There's no reason not to process a different edition of a work already in PG, so please check to see whether the different versions match up.


How to process books from this site

Exquisite-khelpcenter.png Note

Be sure that the project you choose meets the Requirements for Harvested Material.


PMs using material from GBS should select "Google Print" from the Image Source drop down. This will automatically give credit to the collection for the initial scans in the finished Project Gutenberg text. Selecting the correct image source also allows the book to automatically appear on DP's Completed Ebooks produced from scans from Google Book Search page, which includes direct links to the DP project page and the posted PG text for each posted project. Also available is DP's All Ebooks being produced from scans from Google Book Search which includes direct links to the DP project pages for all projects made from scans from this source, no matter what state the project is in.

Background information

How the list is generated

Google Book Search has no index of available books. The projects listed have been found by putting various search terms into GBS, and filtering the results to find the public domain material. If you'd like to try some searches of your own, then go here. Any new books found will be added to the list the next time it is updated. Quite a few texts in GBS (particularly those added by Kessinger Publications) are public domain, but cannot be included in the list.

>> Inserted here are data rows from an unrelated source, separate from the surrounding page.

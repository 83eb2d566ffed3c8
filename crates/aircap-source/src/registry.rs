//! Pending-command registry.
//!
//! Every command emitted on the wire carries a fresh sequence number and
//! registers a [`PendingCommand`] holding the caller's completion. Incoming
//! responses retire the entry by sequence; errors and explicit closes drain
//! the registry and fail every completion exactly once.
//!
//! The registry itself is not synchronized -- it lives inside the
//! controller's state lock, which serializes allocation, registration,
//! retirement, and cancellation together.

use std::collections::HashMap;

use aircap_core::{Interface, TimerId};

/// Completion for a list command: `(transaction, interfaces)`.
pub type ListCallback = Box<dyn FnOnce(u32, Vec<Interface>) + Send>;
/// Completion for a probe command: `(transaction, success, message)`.
pub type ProbeCallback = Box<dyn FnOnce(u32, bool, String) + Send>;
/// Completion for an open command: `(transaction, success, message)`.
pub type OpenCallback = Box<dyn FnOnce(u32, bool, String) + Send>;
/// Completion for a configure command: `(transaction, success, message)`.
pub type ConfigureCallback = Box<dyn FnOnce(u32, bool, String) + Send>;

/// The caller completion attached to a pending command, tagged by the kind
/// of command that was sent.
pub enum Completion {
    /// Awaiting a `LISTRESP`.
    List(ListCallback),
    /// Awaiting a `PROBERESP`.
    Probe(ProbeCallback),
    /// Awaiting an `OPENRESP`.
    Open(OpenCallback),
    /// Awaiting a `CONFIGRESP`.
    Configure(ConfigureCallback),
}

impl Completion {
    /// The command kind, for diagnostics.
    pub fn kind(&self) -> &'static str {
        match self {
            Completion::List(_) => "list",
            Completion::Probe(_) => "probe",
            Completion::Open(_) => "open",
            Completion::Configure(_) => "configure",
        }
    }
}

impl std::fmt::Debug for Completion {
    fn fmt(&self, f: &mut std::fmt::Formatter<'_>) -> std::fmt::Result {
        f.write_str(self.kind())
    }
}

/// One command awaiting its response.
#[derive(Debug)]
pub struct PendingCommand {
    /// Caller-supplied tag, echoed back through the completion.
    pub transaction: u32,
    /// Wire sequence number keying this command.
    pub sequence: u32,
    /// The caller's completion.
    pub completion: Completion,
    /// Optional timer tied to this command, cancelled when the command is
    /// retired or cancelled.
    pub timer_id: Option<TimerId>,
}

impl PendingCommand {
    /// Invoke the completion with its failure shape: an empty interface
    /// list for a list command, `(false, reason)` for everything else.
    pub fn fail(self, reason: &str) {
        match self.completion {
            Completion::List(cb) => cb(self.transaction, Vec::new()),
            Completion::Probe(cb) | Completion::Open(cb) | Completion::Configure(cb) => {
                cb(self.transaction, false, reason.to_string())
            }
        }
    }
}

/// Sequence allocation plus the pending-command map.
pub struct CommandRegistry {
    next_sequence: u32,
    pending: HashMap<u32, PendingCommand>,
}

impl CommandRegistry {
    /// Create an empty registry; sequences start at 1.
    pub fn new() -> Self {
        CommandRegistry {
            next_sequence: 1,
            pending: HashMap::new(),
        }
    }

    /// Consume and return the next sequence number. Wraps on overflow;
    /// sequences are compared by equality only.
    pub fn allocate(&mut self) -> u32 {
        let seq = self.next_sequence;
        self.next_sequence = self.next_sequence.wrapping_add(1);
        seq
    }

    /// Insert a pending command. Sequences are unique by construction, so
    /// a collision indicates a caller bug.
    pub fn register(&mut self, command: PendingCommand) {
        debug_assert!(
            !self.pending.contains_key(&command.sequence),
            "sequence {} already registered",
            command.sequence
        );
        self.pending.insert(command.sequence, command);
    }

    /// Remove and return the command registered under `sequence`. Unknown
    /// sequences (stale or duplicate responses) return `None`.
    pub fn retire(&mut self, sequence: u32) -> Option<PendingCommand> {
        self.pending.remove(&sequence)
    }

    /// Remove and return every pending command.
    pub fn drain(&mut self) -> Vec<PendingCommand> {
        self.pending.drain().map(|(_, cmd)| cmd).collect()
    }

    /// Number of commands awaiting responses.
    pub fn len(&self) -> usize {
        self.pending.len()
    }

    /// Whether no commands are pending.
    pub fn is_empty(&self) -> bool {
        self.pending.is_empty()
    }

    #[cfg(test)]
    fn set_next_sequence(&mut self, next: u32) {
        self.next_sequence = next;
    }
}

impl Default for CommandRegistry {
    fn default() -> Self {
        Self::new()
    }
}

#[cfg(test)]
mod tests {
    use super::*;
    use std::sync::{Arc, Mutex};

    fn probe_completion(log: &Arc<Mutex<Vec<(u32, bool, String)>>>) -> Completion {
        let log = Arc::clone(log);
        Completion::Probe(Box::new(move |tx, ok, msg| {
            log.lock().unwrap().push((tx, ok, msg));
        }))
    }

    #[test]
    fn allocate_is_monotonic_and_unique() {
        let mut registry = CommandRegistry::new();
        let seqs: Vec<u32> = (0..100).map(|_| registry.allocate()).collect();
        let mut sorted = seqs.clone();
        sorted.sort_unstable();
        sorted.dedup();
        assert_eq!(sorted.len(), seqs.len());
        assert_eq!(seqs[0], 1);
        assert_eq!(seqs[99], 100);
    }

    #[test]
    fn allocate_wraps_without_panicking() {
        let mut registry = CommandRegistry::new();
        registry.set_next_sequence(u32::MAX);
        assert_eq!(registry.allocate(), u32::MAX);
        assert_eq!(registry.allocate(), 0);
        assert_eq!(registry.allocate(), 1);
    }

    #[test]
    fn register_and_retire() {
        let log = Arc::new(Mutex::new(Vec::new()));
        let mut registry = CommandRegistry::new();

        let seq = registry.allocate();
        registry.register(PendingCommand {
            transaction: 9,
            sequence: seq,
            completion: probe_completion(&log),
            timer_id: None,
        });
        assert_eq!(registry.len(), 1);

        let cmd = registry.retire(seq).expect("command should be pending");
        assert_eq!(cmd.transaction, 9);
        assert!(registry.is_empty());

        // Retiring again finds nothing: at-most-once.
        assert!(registry.retire(seq).is_none());
    }

    #[test]
    fn retire_unknown_sequence_returns_none() {
        let mut registry = CommandRegistry::new();
        assert!(registry.retire(12345).is_none());
    }

    #[test]
    fn fail_shapes_per_kind() {
        let probe_log = Arc::new(Mutex::new(Vec::new()));
        let cmd = PendingCommand {
            transaction: 3,
            sequence: 1,
            completion: probe_completion(&probe_log),
            timer_id: None,
        };
        cmd.fail("card unplugged");
        assert_eq!(
            probe_log.lock().unwrap().as_slice(),
            &[(3, false, "card unplugged".to_string())]
        );

        let list_log: Arc<Mutex<Vec<(u32, usize)>>> = Arc::new(Mutex::new(Vec::new()));
        let log = Arc::clone(&list_log);
        let cmd = PendingCommand {
            transaction: 7,
            sequence: 2,
            completion: Completion::List(Box::new(move |tx, ifaces| {
                log.lock().unwrap().push((tx, ifaces.len()));
            })),
            timer_id: None,
        };
        cmd.fail("whatever");
        assert_eq!(list_log.lock().unwrap().as_slice(), &[(7, 0)]);
    }

    #[test]
    fn drain_empties_the_registry() {
        let log = Arc::new(Mutex::new(Vec::new()));
        let mut registry = CommandRegistry::new();
        for _ in 0..3 {
            let seq = registry.allocate();
            registry.register(PendingCommand {
                transaction: seq,
                sequence: seq,
                completion: probe_completion(&log),
                timer_id: None,
            });
        }

        let drained = registry.drain();
        assert_eq!(drained.len(), 3);
        assert!(registry.is_empty());

        for cmd in drained {
            cmd.fail("Closing source");
        }
        assert_eq!(log.lock().unwrap().len(), 3);
    }

    #[test]
    fn completion_kind_names() {
        assert_eq!(Completion::List(Box::new(|_, _| {})).kind(), "list");
        assert_eq!(Completion::Probe(Box::new(|_, _, _| {})).kind(), "probe");
        assert_eq!(Completion::Open(Box::new(|_, _, _| {})).kind(), "open");
        assert_eq!(
            Completion::Configure(Box::new(|_, _, _| {})).kind(),
            "configure"
        );
    }
}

[Whose fault is this? Google doesn't do copyright clearances, but bases its "public domain" check solely on "publication date before 1923." If the publication date of the reprint (including those by, e.g., Kessinger) is later than 1923, Google assumes it is not public-domain. Arguably some publishers are manipulating Google rules; but books from conscientious reprinters like Dover suffer under the same restrictions.]

Using the Google Book Search page

You can also use the Google Books Page to search for books.

Since you need to look for Public Domain books only, use the Advanced Book Search option next to the Search Books button.

Use the search options as needed and for Publication Date enter 0 and 1924 for all the public domain books. For people outside of the USA you may find your lists farther blocked by the Copyright rules of your country. For the Search: All books - Full view books option, use the All Books; Google has search problems with the full-view option and misses books that are available.

Limited preview - Are books that have current copyrights. These are normally books that publishers have paid Google to have in their lists. If you select books before 1923 you are not likely to see any.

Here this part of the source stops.